WASHINGTON: It is “indisputable” that the United States engaged in torture after the September 11, 2001 attacks and top officials are ultimately to blame, according to an independent review released yesterday.
The lengthy, bipartisan report led by two former lawmakers found intelligence officers and military forces practiced torture, as well as “cruel, inhuman and degrading” treatment of detainees in Afghanistan, Iraq, the US-run prison at Guantanamo Bay and elsewhere, in violation of US and international law.
The co-chair of the panel, Asa Hutchinson, a former Republican lawmaker who worked in ex-president George W Bush’s administration, said that “we have come to the regrettable, but unavoidable, conclusion that the United States did indeed engage in conduct that is clearly torture.”
The 577-page report, sponsored by The Constitution Project, a legal advocacy group, marked the most comprehensive attempt outside of government to assess America’s interrogation record over the past decade, featuring dozens of interviews with former CIA officers and other key actors. An exhaustive inquiry by the Senate has yet to be publicly released.

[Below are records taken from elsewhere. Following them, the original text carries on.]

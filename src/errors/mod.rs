//! Error types for the dispatch engine.
//!
//! Every failure a request can hit is classified into one of four categories
//! (validation, connection, transmission, internal). Errors never escape the
//! executor: they are rendered into the request's outcome and handed to its
//! completion callback.

use std::fmt;
use thiserror::Error;

/// Result type for dispatch operations.
pub type SmtpResult<T> = Result<T, SmtpError>;

/// Message reported when a request carries neither a text nor an HTML body.
pub const NO_BODY_MESSAGE: &str = "No message for body!";

/// Error kinds categorizing different failure modes.
#[derive(Debug, Clone, Copy, PartialEq, Eq, Hash)]
pub enum SmtpErrorKind {
    // Validation errors
    /// Neither a text nor an HTML body was supplied.
    NoMessageBody,
    /// Invalid sender address.
    InvalidFromAddress,
    /// Invalid recipient address.
    InvalidRecipientAddress,
    /// No recipient was supplied.
    MissingRecipients,
    /// Endpoint string could not be parsed.
    InvalidEndpoint,

    // Connection errors
    /// Connection was refused or could not be established.
    ConnectionRefused,
    /// TLS handshake failed.
    TlsHandshakeFailed,
    /// Connection timed out.
    ConnectionTimeout,

    // Transmission errors
    /// Credentials were rejected.
    CredentialsInvalid,
    /// Server answered with a transient (4xx) failure.
    TransientRejection,
    /// Server answered with a permanent (5xx) failure.
    PermanentRejection,
    /// Network failure while transmitting.
    TransmissionFailed,
    /// Read or write timed out while transmitting.
    TransmissionTimeout,

    // Internal errors
    /// Building headers or MIME parts failed.
    EncodingFailed,
    /// Unexpected failure (including a panic) inside the executor.
    Internal,

    // Configuration errors
    /// Configuration is invalid.
    ConfigurationInvalid,
}

/// Broad classification of an error kind.
#[derive(Debug, Clone, Copy, PartialEq, Eq, Hash)]
pub enum SmtpErrorCategory {
    /// Request rejected before any network activity.
    Validation,
    /// Transport handle could not be opened or reused.
    Connection,
    /// The send step failed.
    Transmission,
    /// Unexpected failure while composing or sending.
    Internal,
    /// Engine configuration rejected.
    Configuration,
}

impl SmtpErrorKind {
    /// Returns the category this kind belongs to.
    pub fn category(&self) -> SmtpErrorCategory {
        match self {
            SmtpErrorKind::NoMessageBody
            | SmtpErrorKind::InvalidFromAddress
            | SmtpErrorKind::InvalidRecipientAddress
            | SmtpErrorKind::MissingRecipients
            | SmtpErrorKind::InvalidEndpoint => SmtpErrorCategory::Validation,

            SmtpErrorKind::ConnectionRefused
            | SmtpErrorKind::TlsHandshakeFailed
            | SmtpErrorKind::ConnectionTimeout => SmtpErrorCategory::Connection,

            SmtpErrorKind::CredentialsInvalid
            | SmtpErrorKind::TransientRejection
            | SmtpErrorKind::PermanentRejection
            | SmtpErrorKind::TransmissionFailed
            | SmtpErrorKind::TransmissionTimeout => SmtpErrorCategory::Transmission,

            SmtpErrorKind::EncodingFailed | SmtpErrorKind::Internal => SmtpErrorCategory::Internal,

            SmtpErrorKind::ConfigurationInvalid => SmtpErrorCategory::Configuration,
        }
    }

    /// Returns true if a later attempt of the same request could succeed.
    ///
    /// The engine itself never retries; this is a hint for callbacks.
    pub fn is_retryable(&self) -> bool {
        matches!(
            self,
            SmtpErrorKind::ConnectionRefused
                | SmtpErrorKind::ConnectionTimeout
                | SmtpErrorKind::TransientRejection
                | SmtpErrorKind::TransmissionFailed
                | SmtpErrorKind::TransmissionTimeout
        )
    }
}

impl fmt::Display for SmtpErrorKind {
    fn fmt(&self, f: &mut fmt::Formatter<'_>) -> fmt::Result {
        match self {
            SmtpErrorKind::NoMessageBody => write!(f, "Missing body"),
            SmtpErrorKind::InvalidFromAddress => write!(f, "Invalid sender address"),
            SmtpErrorKind::InvalidRecipientAddress => write!(f, "Invalid recipient address"),
            SmtpErrorKind::MissingRecipients => write!(f, "Missing recipients"),
            SmtpErrorKind::InvalidEndpoint => write!(f, "Invalid endpoint"),
            SmtpErrorKind::ConnectionRefused => write!(f, "Connection failed"),
            SmtpErrorKind::TlsHandshakeFailed => write!(f, "TLS handshake failed"),
            SmtpErrorKind::ConnectionTimeout => write!(f, "Connection timed out"),
            SmtpErrorKind::CredentialsInvalid => write!(f, "Invalid credentials"),
            SmtpErrorKind::TransientRejection => write!(f, "Transient server rejection"),
            SmtpErrorKind::PermanentRejection => write!(f, "Permanent server rejection"),
            SmtpErrorKind::TransmissionFailed => write!(f, "Transmission failed"),
            SmtpErrorKind::TransmissionTimeout => write!(f, "Transmission timed out"),
            SmtpErrorKind::EncodingFailed => write!(f, "Encoding failed"),
            SmtpErrorKind::Internal => write!(f, "Internal error"),
            SmtpErrorKind::ConfigurationInvalid => write!(f, "Invalid configuration"),
        }
    }
}

/// Dispatch error with detailed information.
#[derive(Error, Debug)]
pub struct SmtpError {
    /// Error kind.
    kind: SmtpErrorKind,
    /// Human-readable message.
    message: String,
    /// SMTP status code if the server produced one.
    smtp_code: Option<u16>,
    /// Underlying cause.
    #[source]
    cause: Option<Box<dyn std::error::Error + Send + Sync>>,
}

impl SmtpError {
    /// Creates a new error.
    pub fn new(kind: SmtpErrorKind, message: impl Into<String>) -> Self {
        Self {
            kind,
            message: message.into(),
            smtp_code: None,
            cause: None,
        }
    }

    /// Sets the SMTP status code.
    pub fn with_smtp_code(mut self, code: u16) -> Self {
        self.smtp_code = Some(code);
        self
    }

    /// Sets the underlying cause.
    pub fn with_cause<E: std::error::Error + Send + Sync + 'static>(mut self, cause: E) -> Self {
        self.cause = Some(Box::new(cause));
        self
    }

    /// Returns the error kind.
    pub fn kind(&self) -> SmtpErrorKind {
        self.kind
    }

    /// Returns the error category.
    pub fn category(&self) -> SmtpErrorCategory {
        self.kind.category()
    }

    /// Returns the error message.
    pub fn message(&self) -> &str {
        &self.message
    }

    /// Returns the SMTP status code if available.
    pub fn smtp_code(&self) -> Option<u16> {
        self.smtp_code
    }

    /// Returns true if this error is retryable.
    pub fn is_retryable(&self) -> bool {
        if let Some(code) = self.smtp_code {
            return (400..500).contains(&code);
        }
        self.kind.is_retryable()
    }

    // Convenience constructors

    /// Creates the "no body" validation error.
    pub fn no_body() -> Self {
        Self::new(SmtpErrorKind::NoMessageBody, NO_BODY_MESSAGE)
    }

    /// Creates a validation error.
    pub fn validation(kind: SmtpErrorKind, message: impl Into<String>) -> Self {
        Self::new(kind, message)
    }

    /// Creates a connection error.
    pub fn connection(message: impl Into<String>) -> Self {
        Self::new(SmtpErrorKind::ConnectionRefused, message)
    }

    /// Creates a TLS error.
    pub fn tls(message: impl Into<String>) -> Self {
        Self::new(SmtpErrorKind::TlsHandshakeFailed, message)
    }

    /// Creates a transmission error.
    pub fn transmission(message: impl Into<String>) -> Self {
        Self::new(SmtpErrorKind::TransmissionFailed, message)
    }

    /// Creates an encoding error.
    pub fn encoding(message: impl Into<String>) -> Self {
        Self::new(SmtpErrorKind::EncodingFailed, message)
    }

    /// Creates an internal error.
    pub fn internal(message: impl Into<String>) -> Self {
        Self::new(SmtpErrorKind::Internal, message)
    }

    /// Creates a configuration error.
    pub fn configuration(message: impl Into<String>) -> Self {
        Self::new(SmtpErrorKind::ConfigurationInvalid, message)
    }

    /// Creates an error from an SMTP reply code.
    pub fn from_smtp_response(code: u16, message: impl Into<String>) -> Self {
        let kind = match code {
            530 | 534 | 535 => SmtpErrorKind::CredentialsInvalid,
            553 => SmtpErrorKind::InvalidFromAddress,
            550 | 551 => SmtpErrorKind::InvalidRecipientAddress,
            400..=499 => SmtpErrorKind::TransientRejection,
            _ if code >= 500 => SmtpErrorKind::PermanentRejection,
            _ => SmtpErrorKind::TransmissionFailed,
        };
        Self::new(kind, message).with_smtp_code(code)
    }

    /// Creates an error describing a panic payload caught by the executor.
    pub fn from_panic(payload: &(dyn std::any::Any + Send)) -> Self {
        let detail = payload
            .downcast_ref::<&str>()
            .map(|s| s.to_string())
            .or_else(|| payload.downcast_ref::<String>().cloned())
            .unwrap_or_else(|| "unknown panic".to_string());
        Self::internal(format!("Unexpected failure: {}", detail))
    }
}

impl fmt::Display for SmtpError {
    fn fmt(&self, f: &mut fmt::Formatter<'_>) -> fmt::Result {
        // The body check is reported verbatim so callers can match on it.
        if self.kind == SmtpErrorKind::NoMessageBody {
            return f.write_str(&self.message);
        }
        write!(f, "{}: {}", self.kind, self.message)?;
        if let Some(code) = self.smtp_code {
            write!(f, " (SMTP {})", code)?;
        }
        Ok(())
    }
}

impl From<lettre::transport::smtp::Error> for SmtpError {
    fn from(error: lettre::transport::smtp::Error) -> Self {
        let message = error.to_string();
        if let Some(code) = error.status() {
            // Code renders as its three digits.
            if let Ok(code) = code.to_string().parse::<u16>() {
                return SmtpError::from_smtp_response(code, message).with_cause(error);
            }
        }
        let kind = if error.is_timeout() {
            SmtpErrorKind::TransmissionTimeout
        } else if error.is_tls() {
            SmtpErrorKind::TlsHandshakeFailed
        } else if error.is_permanent() {
            SmtpErrorKind::PermanentRejection
        } else if error.is_transient() {
            SmtpErrorKind::TransientRejection
        } else {
            SmtpErrorKind::TransmissionFailed
        };
        SmtpError::new(kind, message).with_cause(error)
    }
}

impl From<lettre::error::Error> for SmtpError {
    fn from(error: lettre::error::Error) -> Self {
        let kind = match &error {
            lettre::error::Error::MissingFrom => SmtpErrorKind::InvalidFromAddress,
            lettre::error::Error::MissingTo => SmtpErrorKind::MissingRecipients,
            _ => SmtpErrorKind::EncodingFailed,
        };
        SmtpError::new(kind, error.to_string()).with_cause(error)
    }
}

impl From<lettre::address::AddressError> for SmtpError {
    fn from(error: lettre::address::AddressError) -> Self {
        SmtpError::validation(SmtpErrorKind::InvalidRecipientAddress, error.to_string())
            .with_cause(error)
    }
}

#[cfg(test)]
mod tests {
    use super::*;

    #[test]
    fn test_error_kind_category() {
        assert_eq!(SmtpErrorKind::NoMessageBody.category(), SmtpErrorCategory::Validation);
        assert_eq!(SmtpErrorKind::TlsHandshakeFailed.category(), SmtpErrorCategory::Connection);
        assert_eq!(SmtpErrorKind::CredentialsInvalid.category(), SmtpErrorCategory::Transmission);
        assert_eq!(SmtpErrorKind::Internal.category(), SmtpErrorCategory::Internal);
    }

    #[test]
    fn test_address_error_is_validation() {
        let err: SmtpError = "no-at-sign"
            .parse::<lettre::Address>()
            .unwrap_err()
            .into();
        assert_eq!(err.category(), SmtpErrorCategory::Validation);
    }

    #[test]
    fn test_no_body_display_is_verbatim() {
        assert_eq!(SmtpError::no_body().to_string(), "No message for body!");
    }

    #[test]
    fn test_smtp_error_from_response() {
        let err = SmtpError::from_smtp_response(535, "Authentication failed");
        assert_eq!(err.kind(), SmtpErrorKind::CredentialsInvalid);
        assert_eq!(err.smtp_code(), Some(535));
        assert!(!err.is_retryable());
        assert_eq!(
            err.to_string(),
            "Invalid credentials: Authentication failed (SMTP 535)"
        );

        let err = SmtpError::from_smtp_response(451, "Try again later");
        assert_eq!(err.kind(), SmtpErrorKind::TransientRejection);
        assert!(err.is_retryable());
    }

    #[test]
    fn test_from_panic_payload() {
        let payload: Box<dyn std::any::Any + Send> = Box::new("boom");
        let err = SmtpError::from_panic(payload.as_ref());
        assert_eq!(err.kind(), SmtpErrorKind::Internal);
        assert!(err.message().contains("boom"));

        let payload: Box<dyn std::any::Any + Send> = Box::new(String::from("owned boom"));
        assert!(SmtpError::from_panic(payload.as_ref()).message().contains("owned boom"));
    }
}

The interrogation tactics used after 9/11 failed to produce valuable information and had been condemned as torture and abuse by the US government in the past when the techniques were used by other countries, the report said.
The tolerance of torture violated the country’s values and was “greatly diminishing America’s ability to forge important alliances around the world,” said James Jones, the other co-chair of the panel who is a former Democrat in Congress and ambassador to Mexico under ex-president Bill Clinton.
The torture employed by interrogators was never explicitly authorised but was the result of “decisions made by the nation’s highest civilian and military leaders,” including deciding the Geneva Conventions did not apply to Al Qaeda and the Taliban militants and that the CIA could use brutal techniques against “high-value” detainees, it said.